Abstract

The structure of the alpha 1-adrenergic receptor was investigated by comparing polypeptides identified by sodium dodecyl sulfate (NaDodSO4)-polyacrylamide gel electrophoresis with the size of the intact receptor in cell membranes as determined by target size analysis. The alpha 1-adrenergic receptor from rat liver membranes affinity-labeled with [3H]phenoxybenzamine, a covalent affinity reagent, appeared as a single polypeptide with a molecular mass of 85,000 daltons (Da) on NaDodSO4-polyacrylamide gels. In the absence of protease inhibitors, smaller peptides of 58-62 kDa and 40-45 kDa, specifically labeled with [3H]phenoxybenzamine, were also apparent on NaDodSO4 gels.
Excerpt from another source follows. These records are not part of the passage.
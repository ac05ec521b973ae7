//! Per-scrape collector that runs every enabled report mode.
//!
//! The `JstatCollector` chains runner → extractor → registry for each mode in
//! order. A failing mode is logged and counted; the remaining modes still run.

use std::time::{Duration, Instant};

use tracing::{debug, warn};

use crate::collector::jstat::{Observation, ReportMode, extract};
use crate::collector::traits::{CollectError, CommandRunner};
use crate::registry::GaugeRegistry;

/// Timing information for each report mode.
///
/// Used for debugging and for the scrape duration gauge.
#[derive(Debug, Clone, Default)]
pub struct CollectorTiming {
    /// Total time across all modes.
    pub total: Duration,
    /// Time spent per mode (command plus parsing), in collection order.
    pub modes: Vec<(ReportMode, Duration)>,
}

/// Outcome of one mode within a scrape.
#[derive(Debug)]
pub struct ModeOutcome {
    pub mode: ReportMode,
    /// Number of gauges updated, or why none were.
    pub result: Result<usize, CollectError>,
}

/// Outcome of a whole scrape.
#[derive(Debug, Default)]
pub struct ScrapeReport {
    pub outcomes: Vec<ModeOutcome>,
    pub timing: CollectorTiming,
}

impl ScrapeReport {
    /// Total number of gauges updated.
    pub fn updated(&self) -> usize {
        self.outcomes
            .iter()
            .filter_map(|o| o.result.as_ref().ok())
            .sum()
    }

    pub fn failures(&self) -> impl Iterator<Item = &ModeOutcome> {
        self.outcomes.iter().filter(|o| o.result.is_err())
    }

    pub fn is_success(&self) -> bool {
        self.failures().next().is_none()
    }
}

/// Runs `jstat` against one target VM.
pub struct JstatCollector<R: CommandRunner> {
    runner: R,
    target: String,
    modes: Vec<ReportMode>,
}

impl<R: CommandRunner> JstatCollector<R> {
    /// Creates a collector for every report mode.
    ///
    /// # Arguments
    /// * `runner` - Command runner (real or mock)
    /// * `target` - jstat vmid of the monitored JVM, usually its pid
    pub fn new(runner: R, target: impl Into<String>) -> Self {
        Self {
            runner,
            target: target.into(),
            modes: ReportMode::ALL.to_vec(),
        }
    }

    /// Restricts collection to `modes`.
    ///
    /// Modes always run in the canonical order; duplicates are dropped.
    pub fn with_modes(mut self, modes: &[ReportMode]) -> Self {
        self.modes = ReportMode::ALL
            .into_iter()
            .filter(|m| modes.contains(m))
            .collect();
        self
    }

    pub fn modes(&self) -> &[ReportMode] {
        &self.modes
    }

    pub fn target(&self) -> &str {
        &self.target
    }

    pub fn runner(&self) -> &R {
        &self.runner
    }

    /// Runs and parses a single mode without touching any registry.
    pub fn collect_mode(&self, mode: ReportMode) -> Result<Vec<Observation>, CollectError> {
        let output = self.runner.run(mode, &self.target)?;
        extract(&output, mode.columns()).map_err(|error| CollectError::Parse { mode, error })
    }

    /// Runs every enabled mode and publishes the results into `registry`.
    ///
    /// A mode's observations are published only when the whole mode parsed.
    pub fn collect_into(&self, registry: &mut GaugeRegistry) -> ScrapeReport {
        let total_start = Instant::now();
        let mut report = ScrapeReport::default();

        for &mode in &self.modes {
            let start = Instant::now();
            let result = self
                .collect_mode(mode)
                .and_then(|observations| publish(registry, mode, &observations));
            let elapsed = start.elapsed();

            match &result {
                Ok(updated) => {
                    registry.record_success(mode);
                    debug!(
                        mode = mode.option(),
                        updated,
                        duration_ms = elapsed.as_millis() as u64,
                        "jstat mode collected"
                    );
                }
                Err(e) => {
                    registry.record_failure(mode);
                    warn!(mode = mode.option(), vmid = %self.target, error = %e, "jstat mode failed");
                }
            }

            report.timing.modes.push((mode, elapsed));
            report.outcomes.push(ModeOutcome { mode, result });
        }

        report.timing.total = total_start.elapsed();
        registry.set_scrape_duration(report.timing.total);
        report
    }
}

fn publish(
    registry: &mut GaugeRegistry,
    mode: ReportMode,
    observations: &[Observation],
) -> Result<usize, CollectError> {
    registry
        .observe_all(observations)
        .map_err(|e| CollectError::Registry {
            mode,
            reason: e.to_string(),
        })?;
    Ok(observations.len())
}

#[cfg(test)]
mod tests {
    use super::*;
    use crate::collector::jstat::ParseError;
    use crate::collector::mock::MockRunner;

    fn registry() -> GaugeRegistry {
        GaugeRegistry::new().unwrap()
    }

    #[test]
    fn test_collect_typical_jvm() {
        let collector = JstatCollector::new(MockRunner::typical_jvm(), "4242");
        let mut registry = registry();

        let report = collector.collect_into(&mut registry);

        assert!(report.is_success());
        assert_eq!(report.outcomes.len(), 4);
        assert_eq!(report.updated(), 18 + 2 + 6 + 17);
        assert_eq!(report.timing.modes.len(), 4);

        assert_eq!(registry.get("ngcmx"), Some(697856.0));
        assert_eq!(registry.get("mu"), Some(4283.5));
        assert_eq!(registry.get("ou"), Some(9182.3));
        assert_eq!(registry.get("tt"), Some(7.0));
        assert_eq!(registry.get("eu"), Some(21030.6));
        assert_eq!(registry.get("fgc"), Some(2.0));
        assert_eq!(registry.get("gct"), Some(0.083));
    }

    #[test]
    fn test_one_invocation_per_mode_in_order() {
        let collector = JstatCollector::new(MockRunner::typical_jvm(), "4242");
        let mut registry = registry();

        collector.collect_into(&mut registry);

        let calls = collector.runner().calls();
        assert_eq!(
            calls,
            vec![
                (ReportMode::Capacity, "4242".to_string()),
                (ReportMode::Old, "4242".to_string()),
                (ReportMode::New, "4242".to_string()),
                (ReportMode::Summary, "4242".to_string()),
            ]
        );
    }

    #[test]
    fn test_failing_mode_does_not_stop_others() {
        let mut runner = MockRunner::typical_jvm();
        runner.add_failure(ReportMode::Capacity, "exit status: 1");
        let collector = JstatCollector::new(runner, "4242");
        let mut registry = registry();

        let report = collector.collect_into(&mut registry);

        assert!(!report.is_success());
        let failed: Vec<_> = report.failures().map(|o| o.mode).collect();
        assert_eq!(failed, vec![ReportMode::Capacity]);
        assert_eq!(registry.get("ngcmn"), None);
        assert_eq!(registry.get("ou"), Some(9182.3));
        assert_eq!(registry.scrape_errors(ReportMode::Capacity), 1);
        assert_eq!(registry.scrape_errors(ReportMode::Summary), 0);
    }

    #[test]
    fn test_short_row_publishes_nothing_for_mode() {
        let mut runner = MockRunner::new();
        runner.add_output(ReportMode::Capacity, "NGCMN NGCMX NGC\n1024.0 2048.0 4096.0\n");
        let collector =
            JstatCollector::new(runner, "4242").with_modes(&[ReportMode::Capacity]);
        let mut registry = registry();

        let report = collector.collect_into(&mut registry);

        match &report.outcomes[0].result {
            Err(CollectError::Parse { mode, error }) => {
                assert_eq!(*mode, ReportMode::Capacity);
                assert_eq!(
                    *error,
                    ParseError::ColumnOutOfRange {
                        column: 3,
                        available: 3
                    }
                );
            }
            other => panic!("unexpected outcome: {other:?}"),
        }
        assert!(registry.is_empty());
    }

    #[test]
    fn test_malformed_field() {
        let mut runner = MockRunner::new();
        runner.add_output(ReportMode::Old, "MC MU CCSC CCSU OC OU\n1 n/a 3 4 5 6\n");
        let collector = JstatCollector::new(runner, "1").with_modes(&[ReportMode::Old]);

        let err = collector.collect_mode(ReportMode::Old).unwrap_err();
        assert!(matches!(
            err,
            CollectError::Parse {
                error: ParseError::MalformedField { column: 1, .. },
                ..
            }
        ));
    }

    #[test]
    fn test_gauges_keep_last_good_value() {
        let mut runner = MockRunner::new();
        runner.add_output(ReportMode::Old, "MC MU CCSC CCSU OC OU\n1 2 3 4 5 6\n");
        let collector = JstatCollector::new(runner, "1").with_modes(&[ReportMode::Old]);
        let mut registry = registry();
        collector.collect_into(&mut registry);

        let mut runner = MockRunner::new();
        runner.add_failure(ReportMode::Old, "exit status: 1");
        let collector = JstatCollector::new(runner, "1").with_modes(&[ReportMode::Old]);
        collector.collect_into(&mut registry);

        assert_eq!(registry.get("ou"), Some(6.0));
        assert_eq!(registry.scrape_errors(ReportMode::Old), 1);
    }

    #[test]
    fn test_sequential_scrapes_overwrite() {
        let mut runner = MockRunner::new();
        runner.add_output(ReportMode::Old, "MC MU CCSC CCSU OC OU\n1 2 3 4 5 6\n");
        let mut registry = registry();
        JstatCollector::new(runner, "1")
            .with_modes(&[ReportMode::Old])
            .collect_into(&mut registry);

        let mut runner = MockRunner::new();
        runner.add_output(ReportMode::Old, "MC MU CCSC CCSU OC OU\n1 20 3 4 5 60\n");
        JstatCollector::new(runner, "1")
            .with_modes(&[ReportMode::Old])
            .collect_into(&mut registry);

        assert_eq!(registry.get("mu"), Some(20.0));
        assert_eq!(registry.get("ou"), Some(60.0));
    }

    #[test]
    fn test_with_modes_keeps_canonical_order() {
        let collector = JstatCollector::new(MockRunner::new(), "1").with_modes(&[
            ReportMode::Summary,
            ReportMode::Capacity,
            ReportMode::Summary,
        ]);

        assert_eq!(
            collector.modes(),
            &[ReportMode::Capacity, ReportMode::Summary]
        );
    }

    #[test]
    fn test_vm_gone() {
        let collector = JstatCollector::new(MockRunner::vm_gone(), "4242");
        let mut registry = registry();

        let report = collector.collect_into(&mut registry);

        assert_eq!(report.failures().count(), 4);
        assert_eq!(report.updated(), 0);
        assert!(registry.is_empty());
    }
}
In order to determine whether the 85-kDa protein represented all or only a portion of the alpha 1-receptor, radiation inactivation (target size analysis) was undertaken. Radiation-induced receptor inactivation was measured by the loss of specific [3H]phenoxybenzamine and [3H]prazosin binding and by the loss of affinity-labeled alpha 1-adrenergic receptors on NaDodSO4 gels. Target size analysis of rat liver alpha 1-receptors indicated that the intact membrane-bound receptor has an average molecular mass of 160,000 Da. These data suggest that the intact alpha-receptor may exist in the membrane as a dimer of two 85,000-Da subunits. The structure of the alpha 1-receptor was further studied by limited proteolysis of the 85-kDa protein isolated from NaDodSO4 gels. Trypsin, chymotrypsin, and papain produce smaller peptides similar to those produced during membrane isolation in the absence of protease inhibition. Limited proteolysis of the membrane-bound receptor produces water-soluble peptides, the largest of which is 45,000 Da. This peptide contains the ligand-binding domain and protrudes from the membrane into the extracellular space.